Inflation and housing supply shortages have long been held accountable for the escalating rental costs in America. However, two groundbreaking lawsuits suggest that algorithmic pricing software may also be a major player in this ongoing crisis.
These lawsuits, which have sent shockwaves through the real estate industry, contend that big data-driven pricing algorithms are influencing landlords to increase rents rather than maintain maximum occupancy. Companies like RealPage and Yardi Systems are allegedly at the forefront of these controversial practices, as initially reported by The Wall Street Journal.
According to documents filed in federal courts in Tennessee and Washington, two sets of tenants claim that these software companies and their landlord clients have been sharing confidential pricing information, effectively stifling natural competition in the housing market.
Traditionally, landlords would lower rental rates during a downturn in the housing market, such as the current one characterized by soaring 30-year mortgage rates and limited housing availability. However, big data-driven algorithms have challenged the necessity of these rate reductions.

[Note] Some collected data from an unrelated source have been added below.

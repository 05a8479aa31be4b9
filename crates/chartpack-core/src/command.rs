//! Packaging tool command lines

use std::fmt;
use std::path::Path;

use crate::error::{CoreError, Result};

/// A fully resolved tool invocation
#[derive(Debug, Clone, PartialEq, Eq)]
pub struct ToolCommand {
    pub program: String,
    pub args: Vec<String>,
}

impl ToolCommand {
    pub fn new(program: impl Into<String>, args: Vec<String>) -> Self {
        Self {
            program: program.into(),
            args,
        }
    }

    /// Program followed by its arguments
    #[must_use]
    pub fn argv(&self) -> Vec<String> {
        std::iter::once(self.program.clone())
            .chain(self.args.iter().cloned())
            .collect()
    }
}

impl fmt::Display for ToolCommand {
    /// Shell-quoted form, for logs and error messages
    fn fmt(&self, f: &mut fmt::Formatter<'_>) -> fmt::Result {
        let argv = self.argv();
        match shlex::try_join(argv.iter().map(String::as_str)) {
            Ok(joined) => f.write_str(&joined),
            Err(_) => f.write_str(&argv.join(" ")),
        }
    }
}

/// Version identifiers stamped on the package
#[derive(Debug, Clone, Copy)]
pub struct PackageVersions<'a> {
    pub chart_version: &'a str,
    pub app_version: &'a str,
}

/// Build `<tool> package <chart> --destination <dest> --version <v> --app-version <av> [extra...]`
///
/// `extra_args` is split shell-style and appended verbatim after the fixed
/// flags; duplicates are left for the tool to resolve.
pub fn build_package_command(
    tool: &str,
    chart_path: &Path,
    destination: &Path,
    versions: PackageVersions<'_>,
    extra_args: &str,
) -> Result<ToolCommand> {
    let mut args = vec![
        "package".to_string(),
        chart_path.display().to_string(),
        "--destination".to_string(),
        destination.display().to_string(),
        "--version".to_string(),
        versions.chart_version.to_string(),
        "--app-version".to_string(),
        versions.app_version.to_string(),
    ];
    args.extend(split_args(extra_args)?);

    Ok(ToolCommand::new(tool, args))
}

/// Build `<tool> dependency update <chart>`
#[must_use]
pub fn build_dependency_update_command(tool: &str, chart_path: &Path) -> ToolCommand {
    ToolCommand::new(
        tool,
        vec![
            "dependency".to_string(),
            "update".to_string(),
            chart_path.display().to_string(),
        ],
    )
}

/// Shell-style tokenization honoring single and double quotes
fn split_args(raw: &str) -> Result<Vec<String>> {
    if raw.trim().is_empty() {
        return Ok(Vec::new());
    }

    shlex::split(raw).ok_or_else(|| {
        CoreError::invalid_input(format!("Invalid package_args (unbalanced quoting): {}", raw))
    })
}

The allegations in these lawsuits signal a pivotal moment in the ongoing debate over the root causes of soaring rents. While inflation and housing supply remain significant factors, the role of algorithmic pricing software has now emerged as a contentious issue in the housing crisis. As these lawsuits proceed through the legal system, the real estate industry awaits potential revelations and their implications for the rental market in the United States.